The appearance of faint bands in the –Ab lanes of all the BRCA1 PCR samples and different band intensities of the positive control samples underscores that, based on the limitations of the assay, these experiments are purely qualitative in nature and that degrees of (hypo)acetylation of each histone cannot be quantitated. However, Figure 2 does show that the methylated, BRCA1-negative UACC3199 cells are hypoacetylated at histones H3 and H4 compared to the non-methylated, BRCA1-positive HMEC and MCF7 cells. These data indicate that active transcription of BRCA1 and GAPDH coincides with a non-methylated and histone acetylated promoter. In contrast, the aberrant cytosine methylation and histone hypoacetylation of the UACC3199 BRCA1 promoter is associated with the observed transcriptional repression of BRCA1.

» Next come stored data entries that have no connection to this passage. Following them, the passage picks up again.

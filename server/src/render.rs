use std::sync::Arc;

use followsweeper_common::models::Phase;
use followsweeper_engine::{Cell, Snapshot};
use thiserror::Error;
use xmlwriter::{Options, XmlWriter};

use crate::cache::TtlCache;

pub type ImageStore = Arc<TtlCache<String, StoredImage>>;

#[derive(Clone, Debug, PartialEq)]
pub struct StoredImage {
    pub content_type: String,
    pub data: Vec<u8>,
    pub game_id: String,
}

#[derive(Clone, Debug, PartialEq)]
pub struct RenderedImage {
    pub content_type: &'static str,
    pub data: Vec<u8>,
}

#[derive(Debug, Error, PartialEq)]
pub enum RenderError {
    #[error("only finished games can be rendered")]
    GameInProgress,
}

/// Turns a finished board into an image the share and mint flows can use.
pub trait BoardRenderer: Send + Sync {
    fn render(&self, snapshot: &Snapshot) -> Result<RenderedImage, RenderError>;
}

pub type Renderer = Box<dyn BoardRenderer>;

#[derive(Clone, Debug)]
pub struct SvgBoardRenderer {
    pub cell_size: usize,
    pub padding: usize,
    pub header: usize,
}

impl Default for SvgBoardRenderer {
    fn default() -> Self {
        Self {
            cell_size: 40,
            padding: 20,
            header: 40,
        }
    }
}

const STYLE: &str = concat!(
    ".cell { fill: #4a5568; stroke: #2d3748; stroke-width: 1; }",
    ".revealed { fill: #e2e8f0; }",
    ".bomb { fill: #e53e3e; }",
    ".flag { fill: #f56565; }",
    ".text { font-family: Arial, sans-serif; font-size: 12px; fill: #2d3748; text-anchor: middle; }",
    ".title { font-family: Arial, sans-serif; font-size: 16px; font-weight: bold; fill: #ffffff; text-anchor: middle; }",
);

fn class_and_label(cell: &Cell) -> (&'static str, String) {
    if cell.is_mine {
        let label = cell
            .avatar
            .as_ref()
            .map(|avatar| avatar.mention())
            .unwrap_or_else(|| "💣".to_string());
        ("cell bomb", label)
    } else if cell.is_revealed {
        let label = match cell.adjacent_mines {
            0 => String::new(),
            n => n.to_string(),
        };
        ("cell revealed", label)
    } else if cell.is_flagged {
        ("cell flag", "🚩".to_string())
    } else {
        ("cell", String::new())
    }
}

impl SvgBoardRenderer {
    fn cell(&self, xml: &mut XmlWriter, x: usize, y: usize, cell: &Cell) {
        let (class, label) = class_and_label(cell);
        let size = self.cell_size;

        xml.start_element("rect");
        xml.write_attribute("x", &x);
        xml.write_attribute("y", &y);
        xml.write_attribute("width", &(size - 2));
        xml.write_attribute("height", &(size - 2));
        xml.write_attribute("class", class);
        xml.end_element();

        xml.start_element("text");
        xml.write_attribute("x", &(x + size / 2));
        xml.write_attribute("y", &(y + size / 2 + 4));
        xml.write_attribute("class", "text");
        xml.write_text(&label);
        xml.end_element();
    }

    fn svg(&self, snapshot: &Snapshot) -> String {
        let width = snapshot.width * self.cell_size + 2 * self.padding;
        let height = snapshot.height * self.cell_size + self.header + 2 * self.padding;
        let title = if snapshot.phase == Phase::Won {
            "🎉 You Won!"
        } else {
            "💥 Game Over!"
        };

        let mut xml = XmlWriter::new(Options::default());
        xml.start_element("svg");
        xml.write_attribute("width", &width);
        xml.write_attribute("height", &height);
        xml.write_attribute("xmlns", "http://www.w3.org/2000/svg");

        xml.start_element("defs");
        xml.start_element("style");
        xml.write_text(STYLE);
        xml.end_element();
        xml.end_element();

        xml.start_element("rect");
        xml.write_attribute("width", &width);
        xml.write_attribute("height", &height);
        xml.write_attribute("fill", "#1a202c");
        xml.end_element();

        xml.start_element("text");
        xml.write_attribute("x", &(width / 2));
        xml.write_attribute("y", &(self.padding + 5));
        xml.write_attribute("class", "title");
        xml.write_text(title);
        xml.end_element();

        for (row, cells) in snapshot.cells.iter().enumerate() {
            for (col, cell) in cells.iter().enumerate() {
                let x = col * self.cell_size + self.padding;
                let y = row * self.cell_size + self.padding + self.header;
                self.cell(&mut xml, x, y, cell);
            }
        }

        xml.end_document()
    }
}

impl BoardRenderer for SvgBoardRenderer {
    fn render(&self, snapshot: &Snapshot) -> Result<RenderedImage, RenderError> {
        if !snapshot.phase.is_finished() {
            return Err(RenderError::GameInProgress);
        }

        Ok(RenderedImage {
            content_type: "image/svg+xml",
            data: self.svg(snapshot).into_bytes(),
        })
    }
}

Aberrant cytosine methylation and histone hypoacetylation prevent accessibility of proteins to the BRCA1 promoter

Chromatin accessibility assays were performed to determine if the aberrant cytosine methylation and histone H3 and H4 hypoacetylation of the BRCA1 promoter were associated with the remodeling of chromatin to a transcriptionally repressive state. We investigated two regions of the BRCA1 5′ region for protein accessibility: the methylated upstream region and the BRCA1 promoter. Intact nuclei were isolated from the non-methylated, histone acetylated, BRCA1-positive HMEC and MCF7 cells, and the methylated, histone hypoacetylated, BRCA1-negative UACC3199 cells. The nuclei were subjected to an in vivo restriction endonuclease digestion by EcoRI or SstI. Following the in vivo digestion and isolation of genomic DNA, an in vitro restriction endonuclease digestion was performed with BamHI to release DNA fragments of predictable sizes for Southern analysis.

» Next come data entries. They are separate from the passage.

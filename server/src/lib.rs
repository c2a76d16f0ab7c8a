//! Followsweeper game server.
//!
//! Hosts live games over WebSockets, hides the player's followers under the
//! mines and renders finished boards for sharing.

use std::sync::Arc;

use dashmap::DashMap;
use rocket::{Build, Rocket, routes};
use tracing::info;

pub mod cache;
pub mod cleanup;
pub mod config;
pub mod cors;
pub mod followers;
pub mod rate_limit;
pub mod render;
pub mod routes;
pub mod session;
pub mod share;

use crate::{
    cache::TtlCache,
    cleanup::CleanupFairing,
    config::AppConfig,
    cors::create_cors,
    followers::{AvatarService, FollowerSource},
    rate_limit::RateLimiter,
    render::{ImageStore, Renderer, SvgBoardRenderer},
    session::Sessions,
};

/// Assembles the server around `source`, the place follower avatars come
/// from.
pub fn build_rocket(
    config: AppConfig,
    source: Arc<dyn FollowerSource>,
) -> Result<Rocket<Build>, rocket_cors::Error> {
    let sessions: Sessions = Arc::new(DashMap::new());
    let rate_limiter = RateLimiter::new(config.games_per_minute);
    let avatars = Arc::new(AvatarService::new(
        source,
        Arc::new(TtlCache::new(config.follower_cache_ttl)),
        config.follower_limit,
    ));
    let images: ImageStore = Arc::new(TtlCache::new(config.image_cache_ttl));
    let renderer: Renderer = Box::new(SvgBoardRenderer::default());

    info!("📊 Initialized game storage, caches and rate limiter");

    let rocket = rocket::build()
        .attach(create_cors(&config.cors_allowed_origins)?)
        .attach(CleanupFairing)
        .manage(sessions)
        .manage(rate_limiter)
        .manage(avatars)
        .manage(images)
        .manage(renderer)
        .manage(config)
        .mount(
            "/",
            routes![
                routes::create_game,
                routes::websocket_handler,
                routes::followers,
                routes::game_view,
                routes::create_board_image,
                routes::board_image,
                routes::share,
                routes::cache_status,
            ],
        );

    info!("🌐 Server configured with CORS, cleanup task, and routes");
    Ok(rocket)
}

The BRCA1 5′ region has EcoRI restriction sites in both the methylated 5′ region at –1640 and in the BRCA1 promoter at –204 (Fig. 3A). Nuclei from HMEC, MCF7 and UACC3199 were exposed to 0, 25, 75 or 225 U of EcoRI for 15 min. Following isolation of genomic DNA, the samples were digested in vitro using BamHI, which cleaves at –1844 and +756 to yield a 2600 bp fragment. A radiolabeled probe was designed between the EcoRI cut sites such that a maximum of four possible products could be visualized by Southern analysis, as illustrated in Figure 3A. Inaccessibility of EcoRI at both restriction sites yields a 2600 bp fragment, which is represented by the no EcoRI control located in the first lane of each cell type. Accessibility of EcoRI in the upstream region only would result in a 2396 bp fragment, whereas accessibility of EcoRI in the promoter only would result in a 1641 bp fragment. Accessibility at both EcoRI sites would yield a 1437 bp fragment, as represented by the in vitro positive control shown in the fifth lane of each cell type.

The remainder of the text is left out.